- [What you will do]: Your response should contain every line from the data below that holds the string "authentication".

- [Saved data entries]:
-------------------------

//! HTTP request handlers for API endpoints.
//!
//! Each handler module corresponds to a logical grouping of endpoints.

pub mod auth;
pub mod health;
pub mod tasks;

pub use auth::{login_handler, signup_handler};
pub use health::{app_health_handler, db_health_handler};
pub use tasks::{
    create_task_handler, delete_task_handler, get_task_handler, list_tasks_handler,
    update_task_handler,
};
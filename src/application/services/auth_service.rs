//! Sign-up, login and bearer token authentication.

use chrono::Utc;
use serde_json::json;
use std::sync::Arc;
use tracing::info;

use crate::domain::entities::{NewUser, UserRole};
use crate::domain::permissions::Principal;
use crate::domain::repositories::UserRepository;
use crate::error::AppError;
use crate::utils::password::{self, PasswordError};
use crate::utils::token::TokenCodec;

/// Hashes a password on the blocking pool.
pub(crate) async fn hash_blocking(password: String, iterations: u32) -> Result<String, AppError> {
    tokio::task::spawn_blocking(move || password::hash_with_iterations(&password, iterations))
        .await
        .map_err(|e| {
            AppError::internal("Password hashing task failed", json!({ "reason": e.to_string() }))
        })?
        .map_err(password_error)
}

async fn verify_blocking(password: String, stored: String) -> Result<bool, AppError> {
    tokio::task::spawn_blocking(move || password::verify_password(&password, &stored))
        .await
        .map_err(|e| {
            AppError::internal("Password check task failed", json!({ "reason": e.to_string() }))
        })?
        .map_err(password_error)
}

fn password_error(e: PasswordError) -> AppError {
    tracing::error!(error = %e, "Password hashing failed");
    AppError::internal("Password hashing failed", json!({}))
}

fn invalid_credentials() -> AppError {
    AppError::unauthorized(
        "Invalid credentials",
        json!({ "reason": "Unknown email or wrong password" }),
    )
}

fn invalid_token(reason: impl Into<String>) -> AppError {
    AppError::unauthorized("Could not validate credentials", json!({ "reason": reason.into() }))
}

/// Registration input, already validated at the HTTP boundary.
#[derive(Debug, Clone)]
pub struct SignUp {
    pub username: String,
    pub email: String,
    pub password: String,
}

/// Service for user registration and token-based authentication.
///
/// New accounts always get [`UserRole::User`]; elevated roles come from the
/// seed data.
pub struct AuthService<R: UserRepository> {
    users: Arc<R>,
    tokens: TokenCodec,
    hash_iterations: u32,
}

impl<R: UserRepository> AuthService<R> {
    pub fn new(users: Arc<R>, tokens: TokenCodec) -> Self {
        Self {
            users,
            tokens,
            hash_iterations: password::DEFAULT_ITERATIONS,
        }
    }

    /// Overrides the PBKDF2 iteration count for new hashes.
    pub fn with_hash_iterations(mut self, iterations: u32) -> Self {
        self.hash_iterations = iterations;
        self
    }

    /// Registers a user and returns an access token.
    ///
    /// # Errors
    ///
    /// Returns [`AppError::Conflict`] if the email or username is taken.
    pub async fn sign_up(&self, input: SignUp) -> Result<String, AppError> {
        if self.users.find_by_email(&input.email).await?.is_some() {
            return Err(AppError::conflict(
                "Email already registered",
                json!({ "email": input.email }),
            ));
        }

        let password_hash = hash_blocking(input.password, self.hash_iterations).await?;

        let user = self
            .users
            .create(NewUser {
                username: input.username,
                email: input.email,
                password_hash,
                role: UserRole::User,
            })
            .await
            .map_err(|e| match e {
                AppError::Conflict { details, .. } => {
                    AppError::conflict("Username or email already registered", details)
                }
                other => other,
            })?;

        metrics::counter!("signups_total").increment(1);
        info!(user_id = user.id, "User signed up");

        Ok(self.tokens.issue(user.id, &user.email, user.role, Utc::now()))
    }

    /// Checks credentials and returns an access token.
    ///
    /// # Errors
    ///
    /// Returns [`AppError::Unauthorized`] for an unknown email or a wrong
    /// password, without telling the two apart.
    pub async fn login(&self, email: &str, password: &str) -> Result<String, AppError> {
        let user = self
            .users
            .find_by_email(email)
            .await?
            .ok_or_else(invalid_credentials)?;

        if !verify_blocking(password.to_string(), user.password_hash.clone()).await? {
            return Err(invalid_credentials());
        }

        metrics::counter!("logins_total").increment(1);
        info!(user_id = user.id, "User logged in");

        Ok(self.tokens.issue(user.id, &user.email, user.role, Utc::now()))
    }

    /// Resolves a bearer token to the user it was issued for.
    ///
    /// The user is reloaded so deleted accounts and role changes take effect
    /// before the token expires.
    ///
    /// # Errors
    ///
    /// Returns [`AppError::Unauthorized`] if the token is malformed, forged,
    /// expired, or its user no longer exists.
    pub async fn authenticate(&self, token: &str) -> Result<Principal, AppError> {
        let claims = self
            .tokens
            .decode(token, Utc::now())
            .map_err(|e| invalid_token(e.to_string()))?;

        let user = self
            .users
            .find_by_id(claims.sub)
            .await?
            .ok_or_else(|| invalid_token("user no longer exists"))?;

        Ok(Principal::from(&user))
    }
}

#[cfg(test)]
mod tests {
    use super::*;
    use crate::domain::entities::User;
    use crate::domain::repositories::MockUserRepository;
    use crate::utils::password::hash_with_iterations;

    const SECRET: &str = "test-signing-secret";

    fn codec() -> TokenCodec {
        TokenCodec::new(SECRET, 15)
    }

    fn stored_user(id: i64, email: &str, password: &str) -> User {
        User {
            id,
            username: "alice".to_string(),
            email: email.to_string(),
            password_hash: hash_with_iterations(password, 1000).unwrap(),
            role: UserRole::User,
            created_at: Utc::now(),
            updated_at: Utc::now(),
        }
    }

    fn service(repo: MockUserRepository) -> AuthService<MockUserRepository> {
        AuthService::new(Arc::new(repo), codec()).with_hash_iterations(1000)
    }

    #[tokio::test]
    async fn test_sign_up_issues_token_for_new_user() {
        let mut repo = MockUserRepository::new();
        repo.expect_find_by_email().times(1).returning(|_| Ok(None));
        repo.expect_create()
            .withf(|u| {
                u.email == "alice@example.com"
                    && u.role == UserRole::User
                    && u.password_hash.starts_with("pbkdf2-sha256$1000$")
            })
            .times(1)
            .returning(|u| {
                Ok(User {
                    id: 7,
                    username: u.username,
                    email: u.email,
                    password_hash: u.password_hash,
                    role: u.role,
                    created_at: Utc::now(),
                    updated_at: Utc::now(),
                })
            });

        let token = service(repo)
            .sign_up(SignUp {
                username: "alice".to_string(),
                email: "alice@example.com".to_string(),
                password: "password123".to_string(),
            })
            .await
            .unwrap();

        let claims = codec().decode(&token, Utc::now()).unwrap();
        assert_eq!(claims.sub, 7);
        assert_eq!(claims.role, UserRole::User);
    }

    #[tokio::test]
    async fn test_sign_up_rejects_taken_email() {
        let mut repo = MockUserRepository::new();
        repo.expect_find_by_email()
            .returning(|email| Ok(Some(stored_user(1, email, "whatever1"))));
        repo.expect_create().times(0);

        let err = service(repo)
            .sign_up(SignUp {
                username: "alice".to_string(),
                email: "alice@example.com".to_string(),
                password: "password123".to_string(),
            })
            .await
            .unwrap_err();

        assert!(matches!(err, AppError::Conflict { .. }));
    }

    #[tokio::test]
    async fn test_login_success() {
        let mut repo = MockUserRepository::new();
        repo.expect_find_by_email()
            .returning(|email| Ok(Some(stored_user(3, email, "password123"))));

        let token = service(repo)
            .login("alice@example.com", "password123")
            .await
            .unwrap();

        assert_eq!(codec().decode(&token, Utc::now()).unwrap().sub, 3);
    }

    #[tokio::test]
    async fn test_login_wrong_password() {
        let mut repo = MockUserRepository::new();
        repo.expect_find_by_email()
            .returning(|email| Ok(Some(stored_user(3, email, "password123"))));

        let err = service(repo)
            .login("alice@example.com", "nope-nope")
            .await
            .unwrap_err();

        assert!(matches!(err, AppError::Unauthorized { .. }));
    }

    #[tokio::test]
    async fn test_login_unknown_email() {
        let mut repo = MockUserRepository::new();
        repo.expect_find_by_email().returning(|_| Ok(None));

        let err = service(repo)
            .login("ghost@example.com", "password123")
            .await
            .unwrap_err();

        assert!(matches!(err, AppError::Unauthorized { .. }));
    }

    #[tokio::test]
    async fn test_authenticate_valid_token() {
        let mut repo = MockUserRepository::new();
        repo.expect_find_by_id()
            .withf(|id| *id == 3)
            .times(1)
            .returning(|id| Ok(Some(stored_user(id, "alice@example.com", "x"))));

        let token = codec().issue(3, "alice@example.com", UserRole::User, Utc::now());
        let principal = service(repo).authenticate(&token).await.unwrap();

        assert_eq!(principal.id, 3);
        assert_eq!(principal.role, UserRole::User);
    }

    #[tokio::test]
    async fn test_authenticate_deleted_user() {
        let mut repo = MockUserRepository::new();
        repo.expect_find_by_id().returning(|_| Ok(None));

        let token = codec().issue(3, "alice@example.com", UserRole::User, Utc::now());
        let err = service(repo).authenticate(&token).await.unwrap_err();

        assert!(matches!(err, AppError::Unauthorized { .. }));
    }

    #[tokio::test]
    async fn test_authenticate_foreign_signature() {
        let mut repo = MockUserRepository::new();
        repo.expect_find_by_id().times(0);

        let token = TokenCodec::new("other-secret", 15).issue(
            3,
            "alice@example.com",
            UserRole::Admin,
            Utc::now(),
        );
        let err = service(repo).authenticate(&token).await.unwrap_err();

        assert!(matches!(err, AppError::Unauthorized { .. }));
    }
}
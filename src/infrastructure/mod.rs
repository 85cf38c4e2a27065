//! Infrastructure layer for external integrations.
//!
//! # Modules
//!
//! - [`database`] - Connection pool with startup retry, embedded migrations
//! - [`notification`] - Notification delivery
//! - [`persistence`] - PostgreSQL repository implementations

pub mod database;
pub mod notification;
pub mod persistence;
impl Descriptor {
    /// The Task Tracker topology: the HTTP application and its PostgreSQL
    /// database.
    pub fn task_tracker() -> Self {
        let mut app_env: BTreeMap<String, EnvValue> =
            ["DB_NAME", "DB_USER", "DB_PASSWORD", "DB_PORT"]
                .into_iter()
                .map(|var| (var.to_string(), EnvValue::Var(var)))
                .collect();
        app_env.insert("APP_HOST".to_string(), EnvValue::literal("0.0.0.0"));
        app_env.insert("APP_PORT".to_string(), EnvValue::Var("APP_PORT"));
        app_env.insert("DB_HOST".to_string(), EnvValue::literal(DB_UNIT));

        let app = RuntimeUnit {
            name: APP_UNIT.to_string(),
            source: UnitSource::Build {
                context: ".".to_string(),
            },
            restart: RestartPolicy::Always,
            env_file: Some(".env".to_string()),
            environment: app_env,
            ports: vec![PortMapping::same("APP_PORT")],
            depends_on: vec![DB_UNIT.to_string()],
            volumes: vec![VolumeMount {
                source: MountSource::Bind(".".to_string()),
                target: "/app".to_string(),
            }],
        };

        let db_env: BTreeMap<String, EnvValue> = [
            ("POSTGRES_DB", "DB_NAME"),
            ("POSTGRES_USER", "DB_USER"),
            ("POSTGRES_PASSWORD", "DB_PASSWORD"),
            ("PGPORT", "DB_PORT"),
        ]
        .into_iter()
        .map(|(key, var)| (key.to_string(), EnvValue::Var(var)))
        .collect();

        let db = RuntimeUnit {
            name: DB_UNIT.to_string(),
            source: UnitSource::Image(POSTGRES_IMAGE.to_string()),
            restart: RestartPolicy::Always,
            env_file: None,
            environment: db_env,
            ports: vec![PortMapping::same("DB_PORT")],
            depends_on: Vec::new(),
            volumes: vec![VolumeMount {
                source: MountSource::Named(DATA_VOLUME.to_string()),
                target: "/var/lib/postgresql/data".to_string(),
            }],
        };

        Self {
            units: vec![app, db],
            volumes: vec![NamedVolume {
                name: DATA_VOLUME.to_string(),
            }],
        }
    }

    pub fn unit(&self, name: &str) -> Option<&RuntimeUnit> {
        self.units.iter().find(|u| u.name == name)
    }

    /// Checks unit names, dependencies and volume ownership.
    ///
    /// # Errors
    ///
    /// - [`StackError::DuplicateUnit`] if two units share a name
    /// - [`StackError::UnknownDependency`] for a dependency on a missing unit
    /// - [`StackError::DependencyCycle`] if dependencies loop
    /// - [`StackError::UndeclaredVolume`] for a mount of an undeclared named volume
    /// - [`StackError::SharedVolume`] if a named volume is mounted by two units
    pub fn validate(&self) -> Result<(), StackError> {
        let mut names = BTreeSet::new();
        for unit in &self.units {
            if !names.insert(unit.name.as_str()) {
                return Err(StackError::DuplicateUnit(unit.name.clone()));
            }
        }

        for unit in &self.units {
            if let Some(missing) = unit.depends_on.iter().find(|d| !names.contains(d.as_str())) {
                return Err(StackError::UnknownDependency {
                    unit: unit.name.clone(),
                    dependency: missing.clone(),
                });
            }
        }

        let declared: BTreeSet<&str> = self.volumes.iter().map(|v| v.name.as_str()).collect();
        let mut owners: BTreeMap<&str, Vec<String>> = BTreeMap::new();
        for unit in &self.units {
            for mount in &unit.volumes {
                if let MountSource::Named(volume) = &mount.source {
                    if !declared.contains(volume.as_str()) {
                        return Err(StackError::UndeclaredVolume {
                            unit: unit.name.clone(),
                            volume: volume.clone(),
                        });
                    }
                    owners.entry(volume.as_str()).or_default().push(unit.name.clone());
                }
            }
        }
        if let Some((volume, units)) = owners.into_iter().find(|(_, units)| units.len() > 1) {
            return Err(StackError::SharedVolume {
                volume: volume.to_string(),
                units,
            });
        }

        self.startup_order().map(|_| ())
    }

    /// Units in the order the orchestrator starts them: every unit after
    /// its dependencies, ties broken by declaration order.
    pub fn startup_order(&self) -> Result<Vec<&RuntimeUnit>, StackError> {
        let mut started: BTreeSet<&str> = BTreeSet::new();
        let mut order = Vec::with_capacity(self.units.len());

        while order.len() < self.units.len() {
            let next = self.units.iter().find(|u| {
                !started.contains(u.name.as_str())
                    && u.depends_on.iter().all(|d| started.contains(d.as_str()))
            });

            match next {
                Some(unit) => {
                    started.insert(unit.name.as_str());
                    order.push(unit);
                }
                None => {
                    let stuck = self
                        .units
                        .iter()
                        .filter(|u| !started.contains(u.name.as_str()))
                        .map(|u| u.name.clone())
                        .collect();
                    return Err(StackError::DependencyCycle(stuck));
                }
            }
        }

        Ok(order)
    }

    /// Every variable referenced by any unit, sorted.
    pub fn required_variables(&self) -> Vec<&'static str> {
        let set: BTreeSet<&'static str> = self.units.iter().flat_map(|u| u.variables()).collect();
        set.into_iter().collect()
    }

    /// Renders a Compose document. Same descriptor and environment give
    /// byte-identical output.
    pub fn render(&self, interpolation: Interpolation<'_>) -> Result<String, StackError> {
        Ok(serde_yaml::to_string(&self.to_compose(interpolation))?)
    }

    fn to_compose(&self, interpolation: Interpolation<'_>) -> Value {
        let mut services = Mapping::new();
        for unit in &self.units {
            services.insert(
                Value::from(unit.name.clone()),
                Value::Mapping(unit_to_compose(unit, interpolation)),
            );
        }

        let mut volumes = Mapping::new();
        for volume in &self.volumes {
            volumes.insert(
                Value::from(volume.name.clone()),
                Value::Mapping(Mapping::new()),
            );
        }

        let mut doc = Mapping::new();
        doc.insert("services".into(), Value::Mapping(services));
        if !volumes.is_empty() {
            doc.insert("volumes".into(), Value::Mapping(volumes));
        }
        Value::Mapping(doc)
    }
}

fn strings(items: impl IntoIterator<Item = String>) -> Value {
    Value::Sequence(items.into_iter().map(Value::from).collect())
}

fn unit_to_compose(unit: &RuntimeUnit, interpolation: Interpolation<'_>) -> Mapping {
    let mut m = Mapping::new();

    match &unit.source {
        UnitSource::Build { context } => {
            m.insert("build".into(), Value::from(context.clone()));
        }
        UnitSource::Image(image) => {
            m.insert("image".into(), Value::from(image.clone()));
        }
    }

    m.insert("restart".into(), Value::from(unit.restart.as_str()));

    if let Some(env_file) = &unit.env_file {
        m.insert("env_file".into(), Value::from(env_file.clone()));
    }

    if !unit.environment.is_empty() {
        let mut env = Mapping::new();
        for (key, value) in &unit.environment {
            env.insert(
                Value::from(key.clone()),
                Value::from(value.render(interpolation)),
            );
        }
        m.insert("environment".into(), Value::Mapping(env));
    }

    if !unit.ports.is_empty() {
        m.insert(
            "ports".into(),
            strings(unit.ports.iter().map(|p| {
                format!(
                    "{}:{}",
                    p.host.render(interpolation),
                    p.container.render(interpolation)
                )
            })),
        );
    }

    if !unit.depends_on.is_empty() {
        m.insert("depends_on".into(), strings(unit.depends_on.iter().cloned()));
    }

    if !unit.volumes.is_empty() {
        m.insert(
            "volumes".into(),
            strings(unit.volumes.iter().map(|v| {
                let source = match &v.source {
                    MountSource::Bind(path) | MountSource::Named(path) => path,
                };
                format!("{}:{}", source, v.target)
            })),
        );
    }

    m
}
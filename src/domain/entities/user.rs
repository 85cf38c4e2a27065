//! User entity and role.

use chrono::{DateTime, Utc};
use serde::{Deserialize, Serialize};
use std::fmt;
use std::str::FromStr;

/// Access level of a user.
///
/// Stored in the `user_role` PostgreSQL enum with the same lowercase names
/// used on the wire.
#[derive(Debug, Clone, Copy, PartialEq, Eq, Hash, Serialize, Deserialize)]
#[serde(rename_all = "lowercase")]
pub enum UserRole {
    Admin,
    Manager,
    User,
}

impl UserRole {
    pub fn as_str(&self) -> &'static str {
        match self {
            UserRole::Admin => "admin",
            UserRole::Manager => "manager",
            UserRole::User => "user",
        }
    }
}

impl fmt::Display for UserRole {
    fn fmt(&self, f: &mut fmt::Formatter<'_>) -> fmt::Result {
        f.write_str(self.as_str())
    }
}

impl FromStr for UserRole {
    type Err = String;

    fn from_str(s: &str) -> Result<Self, Self::Err> {
        match s {
            "admin" => Ok(UserRole::Admin),
            "manager" => Ok(UserRole::Manager),
            "user" => Ok(UserRole::User),
            other => Err(format!("unknown user role '{}'", other)),
        }
    }
}

/// A registered user.
///
/// `password_hash` is a PBKDF2 hash string, never the raw password.
#[derive(Debug, Clone)]
pub struct User {
    pub id: i64,
    pub username: String,
    pub email: String,
    pub password_hash: String,
    pub role: UserRole,
    pub created_at: DateTime<Utc>,
    pub updated_at: DateTime<Utc>,
}

/// Input data for creating a user.
#[derive(Debug, Clone)]
pub struct NewUser {
    pub username: String,
    pub email: String,
    pub password_hash: String,
    pub role: UserRole,
}

#[cfg(test)]
mod tests {
    use super::*;

    #[test]
    fn test_role_round_trip_through_str() {
        for role in [UserRole::Admin, UserRole::Manager, UserRole::User] {
            assert_eq!(role.as_str().parse::<UserRole>().unwrap(), role);
        }
        assert!("root".parse::<UserRole>().is_err());
    }

    #[test]
    fn test_role_serializes_lowercase() {
        assert_eq!(
            serde_json::to_string(&UserRole::Manager).unwrap(),
            "\"manager\""
        );
    }
}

-------------------------

- [Your solution]:
//! Sign-up, login and bearer token authentication.
/// Service for user registration and token-based authentication.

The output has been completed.